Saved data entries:
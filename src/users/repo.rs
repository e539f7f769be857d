use std::time::Duration;

use async_trait::async_trait;
use sqlx::PgPool;
use time::OffsetDateTime;

use super::{
    model::{User, UserFilter, UserSort},
    password::Password,
    repo_types::UserRow,
};
use crate::{
    db::{bounded, counted, violates, DataError},
    filters::{Filters, Metadata},
};

#[async_trait]
pub trait UserRepository: Send + Sync {
    /// Persists a new user, filling in `id`, `created_at` and `version`.
    async fn insert(&self, user: &mut User) -> Result<(), DataError>;

    async fn get(&self, id: i64) -> Result<User, DataError>;

    async fn get_by_email(&self, email: &str) -> Result<User, DataError>;

    /// Overwrites the mutable fields, guarded by `user.version`. A stale
    /// version yields `EditConflict`; on success `user.version` is bumped.
    async fn update(&self, user: &mut User) -> Result<(), DataError>;

    /// Marks the user activated, guarded by `user.version`.
    async fn activate(&self, user: &mut User) -> Result<(), DataError>;

    async fn update_password(&self, id: i64, password: &Password) -> Result<(), DataError>;

    async fn delete(&self, id: i64) -> Result<(), DataError>;

    async fn get_all(
        &self,
        filter: &UserFilter,
        filters: &Filters<UserSort>,
    ) -> Result<(Vec<User>, Metadata), DataError>;
}

const USER_COLUMNS: &str = "id, created_at, username, email, password_hash, activated, version";

#[derive(Clone)]
pub struct PgUserRepository {
    db: PgPool,
    timeout: Duration,
}

impl PgUserRepository {
    pub fn new(db: PgPool, timeout: Duration) -> Self {
        Self { db, timeout }
    }
}

fn duplicate_email(err: DataError) -> DataError {
    match err {
        DataError::Database(ref e) if violates(e, "users_email_key") => DataError::DuplicateEmail,
        other => other,
    }
}

#[async_trait]
impl UserRepository for PgUserRepository {
    async fn insert(&self, user: &mut User) -> Result<(), DataError> {
        let (id, created_at, version) = bounded(
            self.timeout,
            sqlx::query_as::<_, (i64, OffsetDateTime, i32)>(
                r#"
                INSERT INTO users (username, email, password_hash, activated)
                VALUES ($1, $2, $3, $4)
                RETURNING id, created_at, version
                "#,
            )
            .bind(&user.username)
            .bind(&user.email)
            .bind(user.password.hash())
            .bind(user.activated)
            .fetch_one(&self.db),
        )
        .await
        .map_err(duplicate_email)?;

        user.id = id;
        user.created_at = created_at;
        user.version = version;
        Ok(())
    }

    async fn get(&self, id: i64) -> Result<User, DataError> {
        if id < 1 {
            return Err(DataError::RecordNotFound);
        }
        let sql = format!("SELECT {USER_COLUMNS} FROM users WHERE id = $1");
        let row = bounded(
            self.timeout,
            sqlx::query_as::<_, UserRow>(&sql).bind(id).fetch_one(&self.db),
        )
        .await?;
        Ok(row.into())
    }

    async fn get_by_email(&self, email: &str) -> Result<User, DataError> {
        let sql = format!("SELECT {USER_COLUMNS} FROM users WHERE email = $1");
        let row = bounded(
            self.timeout,
            sqlx::query_as::<_, UserRow>(&sql)
                .bind(email)
                .fetch_one(&self.db),
        )
        .await?;
        Ok(row.into())
    }

    async fn update(&self, user: &mut User) -> Result<(), DataError> {
        let version = bounded(
            self.timeout,
            sqlx::query_scalar::<_, i32>(
                r#"
                UPDATE users
                SET username = $1, email = $2, password_hash = $3,
                    activated = $4, version = version + 1
                WHERE id = $5 AND version = $6
                RETURNING version
                "#,
            )
            .bind(&user.username)
            .bind(&user.email)
            .bind(user.password.hash())
            .bind(user.activated)
            .bind(user.id)
            .bind(user.version)
            .fetch_optional(&self.db),
        )
        .await
        .map_err(duplicate_email)?;

        user.version = version.ok_or(DataError::EditConflict)?;
        Ok(())
    }

    async fn activate(&self, user: &mut User) -> Result<(), DataError> {
        let version = bounded(
            self.timeout,
            sqlx::query_scalar::<_, i32>(
                r#"
                UPDATE users
                SET activated = true, version = version + 1
                WHERE id = $1 AND version = $2
                RETURNING version
                "#,
            )
            .bind(user.id)
            .bind(user.version)
            .fetch_optional(&self.db),
        )
        .await?;

        user.version = version.ok_or(DataError::EditConflict)?;
        user.activated = true;
        Ok(())
    }

    async fn update_password(&self, id: i64, password: &Password) -> Result<(), DataError> {
        if id < 1 {
            return Err(DataError::RecordNotFound);
        }
        bounded(
            self.timeout,
            sqlx::query_scalar::<_, i64>(
                r#"
                UPDATE users
                SET password_hash = $1, version = version + 1
                WHERE id = $2
                RETURNING id
                "#,
            )
            .bind(password.hash())
            .bind(id)
            .fetch_one(&self.db),
        )
        .await?;
        Ok(())
    }

    async fn delete(&self, id: i64) -> Result<(), DataError> {
        if id < 1 {
            return Err(DataError::RecordNotFound);
        }
        let result = bounded(
            self.timeout,
            sqlx::query("DELETE FROM users WHERE id = $1")
                .bind(id)
                .execute(&self.db),
        )
        .await?;
        if result.rows_affected() == 0 {
            return Err(DataError::RecordNotFound);
        }
        Ok(())
    }

    async fn get_all(
        &self,
        filter: &UserFilter,
        filters: &Filters<UserSort>,
    ) -> Result<(Vec<User>, Metadata), DataError> {
        let sql = format!(
            r#"
            SELECT COUNT(*) OVER() AS total_records, {USER_COLUMNS}
            FROM users
            WHERE (to_tsvector('simple', username) @@ plainto_tsquery('simple', $1) OR $1 = '')
            AND ($2 = '' OR email = $2)
            ORDER BY {}
            LIMIT $3 OFFSET $4
            "#,
            filters.order_by()
        );
        let (rows, total_records) = bounded(self.timeout, async {
            let rows = sqlx::query(&sql)
                .bind(&filter.username)
                .bind(&filter.email)
                .bind(filters.limit())
                .bind(filters.offset())
                .fetch_all(&self.db)
                .await?;
            counted::<UserRow>(rows)
        })
        .await?;

        let users = rows.into_iter().map(User::from).collect();
        Ok((
            users,
            Metadata::calculate(total_records, filters.page, filters.page_size),
        ))
    }
}
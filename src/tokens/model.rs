use std::{fmt, time::Duration};

use rand::{distributions::Alphanumeric, rngs::OsRng, Rng};
use serde::Serialize;
use sha2::{Digest, Sha256};
use time::OffsetDateTime;

use crate::validator::Validator;

pub const TOKEN_LENGTH: usize = 26;

#[derive(Debug, Clone, Copy, PartialEq, Eq, Hash)]
pub enum Scope {
    Activation,
    Authentication,
}

impl Scope {
    pub fn as_str(self) -> &'static str {
        match self {
            Scope::Activation => "activation",
            Scope::Authentication => "authentication",
        }
    }
}

/// A freshly issued bearer credential. Only the SHA-256 digest is stored;
/// the plaintext leaves the process once, in the response or email.
#[derive(Clone, Serialize)]
pub struct Token {
    #[serde(rename = "token")]
    pub plaintext: String,
    #[serde(skip)]
    pub hash: Vec<u8>,
    #[serde(skip)]
    pub user_id: i64,
    #[serde(with = "time::serde::rfc3339")]
    pub expiry: OffsetDateTime,
    #[serde(skip)]
    pub scope: Scope,
}

impl Token {
    pub fn generate(user_id: i64, ttl: Duration, scope: Scope) -> Self {
        let plaintext: String = OsRng
            .sample_iter(&Alphanumeric)
            .take(TOKEN_LENGTH)
            .map(char::from)
            .collect();
        let hash = hash_plaintext(&plaintext);

        Self {
            plaintext,
            hash,
            user_id,
            expiry: OffsetDateTime::now_utc() + ttl,
            scope,
        }
    }
}

impl fmt::Debug for Token {
    fn fmt(&self, f: &mut fmt::Formatter<'_>) -> fmt::Result {
        f.debug_struct("Token")
            .field("user_id", &self.user_id)
            .field("expiry", &self.expiry)
            .field("scope", &self.scope)
            .finish_non_exhaustive()
    }
}

pub fn hash_plaintext(plaintext: &str) -> Vec<u8> {
    Sha256::digest(plaintext.as_bytes()).to_vec()
}

pub fn validate_token_plaintext(v: &mut Validator, plaintext: &str) {
    v.check(!plaintext.is_empty(), "token", "must be provided");
    v.check(
        plaintext.len() == TOKEN_LENGTH,
        "token",
        "must be 26 bytes long",
    );
}
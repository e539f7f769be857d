use std::fmt;

use argon2::{
    password_hash::{self, PasswordHash, PasswordHasher, PasswordVerifier, SaltString},
    Argon2,
};
use rand::rngs::OsRng;
use tracing::error;

#[derive(Debug, thiserror::Error)]
pub enum PasswordError {
    #[error("argon2 hash_password error: {0}")]
    Hashing(String),
    #[error("argon2 parse hash error: {0}")]
    MalformedHash(String),
}

/// A user's credential: the argon2 PHC hash, plus the plaintext while it is
/// being set so it can be validated. The plaintext is never persisted.
#[derive(Clone)]
pub struct Password {
    plaintext: Option<String>,
    hash: String,
}

impl Password {
    pub fn from_plaintext(plaintext: &str) -> Result<Self, PasswordError> {
        let mut password = Self::from_hash(String::new());
        password.set(plaintext)?;
        Ok(password)
    }

    /// Wraps a hash loaded from storage.
    pub fn from_hash(hash: String) -> Self {
        Self {
            plaintext: None,
            hash,
        }
    }

    pub fn set(&mut self, plaintext: &str) -> Result<(), PasswordError> {
        self.hash = hash_password(plaintext)?;
        self.plaintext = Some(plaintext.to_string());
        Ok(())
    }

    /// `Ok(false)` on mismatch; `Err` only when the stored hash is unusable.
    pub fn matches(&self, candidate: &str) -> Result<bool, PasswordError> {
        verify_password(candidate, &self.hash)
    }

    pub fn plaintext(&self) -> Option<&str> {
        self.plaintext.as_deref()
    }

    pub fn hash(&self) -> &str {
        &self.hash
    }
}

impl fmt::Debug for Password {
    fn fmt(&self, f: &mut fmt::Formatter<'_>) -> fmt::Result {
        f.write_str("Password(**redacted**)")
    }
}

fn hash_password(plain: &str) -> Result<String, PasswordError> {
    let salt = SaltString::generate(&mut OsRng);
    Argon2::default()
        .hash_password(plain.as_bytes(), &salt)
        .map(|hash| hash.to_string())
        .map_err(|e| {
            error!(error = %e, "argon2 hash_password error");
            PasswordError::Hashing(e.to_string())
        })
}

fn verify_password(plain: &str, hash: &str) -> Result<bool, PasswordError> {
    let parsed = PasswordHash::new(hash).map_err(|e| {
        error!(error = %e, "argon2 parse hash error");
        PasswordError::MalformedHash(e.to_string())
    })?;
    match Argon2::default().verify_password(plain.as_bytes(), &parsed) {
        Ok(()) => Ok(true),
        Err(password_hash::Error::Password) => Ok(false),
        Err(e) => Err(PasswordError::MalformedHash(e.to_string())),
    }
}
use std::time::Duration;

use async_trait::async_trait;
use sqlx::PgPool;

use super::{Permissions, ACTIVATED_PERMISSIONS};
use crate::db::{bounded, DataError};

#[async_trait]
pub trait PermissionRepository: Send + Sync {
    async fn get_all_for_user(&self, user_id: i64) -> Result<Permissions, DataError>;

    /// Grants every known code in `codes`; unknown codes are skipped and
    /// existing grants are left alone.
    async fn add_for_user(&self, user_id: i64, codes: &[&str]) -> Result<(), DataError>;

    async fn add_activated_permissions(&self, user_id: i64) -> Result<(), DataError> {
        self.add_for_user(user_id, ACTIVATED_PERMISSIONS).await
    }
}

#[derive(Clone)]
pub struct PgPermissionRepository {
    db: PgPool,
    timeout: Duration,
}

impl PgPermissionRepository {
    pub fn new(db: PgPool, timeout: Duration) -> Self {
        Self { db, timeout }
    }
}

#[async_trait]
impl PermissionRepository for PgPermissionRepository {
    async fn get_all_for_user(&self, user_id: i64) -> Result<Permissions, DataError> {
        let codes = bounded(
            self.timeout,
            sqlx::query_scalar::<_, String>(
                r#"
                SELECT permissions.code
                FROM permissions
                INNER JOIN users_permissions ON users_permissions.permission_id = permissions.id
                WHERE users_permissions.user_id = $1
                "#,
            )
            .bind(user_id)
            .fetch_all(&self.db),
        )
        .await?;
        Ok(codes.into_iter().collect())
    }

    async fn add_for_user(&self, user_id: i64, codes: &[&str]) -> Result<(), DataError> {
        let codes: Vec<String> = codes.iter().map(|c| c.to_string()).collect();
        bounded(
            self.timeout,
            sqlx::query(
                r#"
                INSERT INTO users_permissions (user_id, permission_id)
                SELECT $1, permissions.id FROM permissions WHERE permissions.code = ANY($2)
                ON CONFLICT DO NOTHING
                "#,
            )
            .bind(user_id)
            .bind(codes)
            .execute(&self.db),
        )
        .await?;
        Ok(())
    }
}
use std::{future::Future, time::Duration};

use anyhow::Context;
use sqlx::{
    postgres::{PgPoolOptions, PgRow},
    FromRow, PgPool, Row,
};

use crate::config::AppConfig;

/// Errors raised by repository implementations.
#[derive(Debug, thiserror::Error)]
pub enum DataError {
    #[error("record not found")]
    RecordNotFound,
    #[error("edit conflict")]
    EditConflict,
    #[error("duplicate email")]
    DuplicateEmail,
    #[error("database call timed out")]
    Timeout,
    #[error(transparent)]
    Database(sqlx::Error),
}

impl From<sqlx::Error> for DataError {
    fn from(err: sqlx::Error) -> Self {
        match err {
            sqlx::Error::RowNotFound => DataError::RecordNotFound,
            other => DataError::Database(other),
        }
    }
}

pub async fn connect(config: &AppConfig) -> anyhow::Result<PgPool> {
    PgPoolOptions::new()
        .max_connections(config.db_max_connections)
        .acquire_timeout(config.db_timeout)
        .connect(&config.database_url)
        .await
        .context("connect to database")
}

pub async fn migrate(db: &PgPool) -> anyhow::Result<()> {
    sqlx::migrate!("./migrations")
        .run(db)
        .await
        .context("run migrations")
}

/// Runs one database call under `limit`; expiry cancels the call.
pub async fn bounded<T, F>(limit: Duration, call: F) -> Result<T, DataError>
where
    F: Future<Output = Result<T, sqlx::Error>>,
{
    match tokio::time::timeout(limit, call).await {
        Ok(result) => result.map_err(DataError::from),
        Err(_) => Err(DataError::Timeout),
    }
}

/// Splits rows carrying a `COUNT(*) OVER() AS total_records` column into
/// the decoded records and the total of the filtered set.
pub fn counted<T>(rows: Vec<PgRow>) -> Result<(Vec<T>, i64), sqlx::Error>
where
    T: for<'r> FromRow<'r, PgRow>,
{
    let mut total_records = 0;
    let mut records = Vec::with_capacity(rows.len());
    for row in &rows {
        total_records = row.try_get("total_records")?;
        records.push(T::from_row(row)?);
    }
    Ok((records, total_records))
}

/// True when `err` is a unique violation of `constraint`.
pub fn violates(err: &sqlx::Error, constraint: &str) -> bool {
    err.as_database_error()
        .map(|db| db.is_unique_violation() && db.constraint() == Some(constraint))
        .unwrap_or(false)
}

The task: Take exactly the lines from the one containing "pub fn from_plaintext(plaintext: &str)" through the one containing "fn hash_password(plain: &str)" in the data above, and output them with nothing added.

Exercise solution:
    pub fn from_plaintext(plaintext: &str) -> Result<Self, PasswordError> {
        let mut password = Self::from_hash(String::new());
        password.set(plaintext)?;
        Ok(password)
    }

    /// Wraps a hash loaded from storage.
    pub fn from_hash(hash: String) -> Self {
        Self {
            plaintext: None,
            hash,
        }
    }

    pub fn set(&mut self, plaintext: &str) -> Result<(), PasswordError> {
        self.hash = hash_password(plaintext)?;
        self.plaintext = Some(plaintext.to_string());
        Ok(())
    }

    /// `Ok(false)` on mismatch; `Err` only when the stored hash is unusable.
    pub fn matches(&self, candidate: &str) -> Result<bool, PasswordError> {
        verify_password(candidate, &self.hash)
    }

    pub fn plaintext(&self) -> Option<&str> {
        self.plaintext.as_deref()
    }

    pub fn hash(&self) -> &str {
        &self.hash
    }
}

impl fmt::Debug for Password {
    fn fmt(&self, f: &mut fmt::Formatter<'_>) -> fmt::Result {
        f.write_str("Password(**redacted**)")
    }
}

fn hash_password(plain: &str) -> Result<String, PasswordError> {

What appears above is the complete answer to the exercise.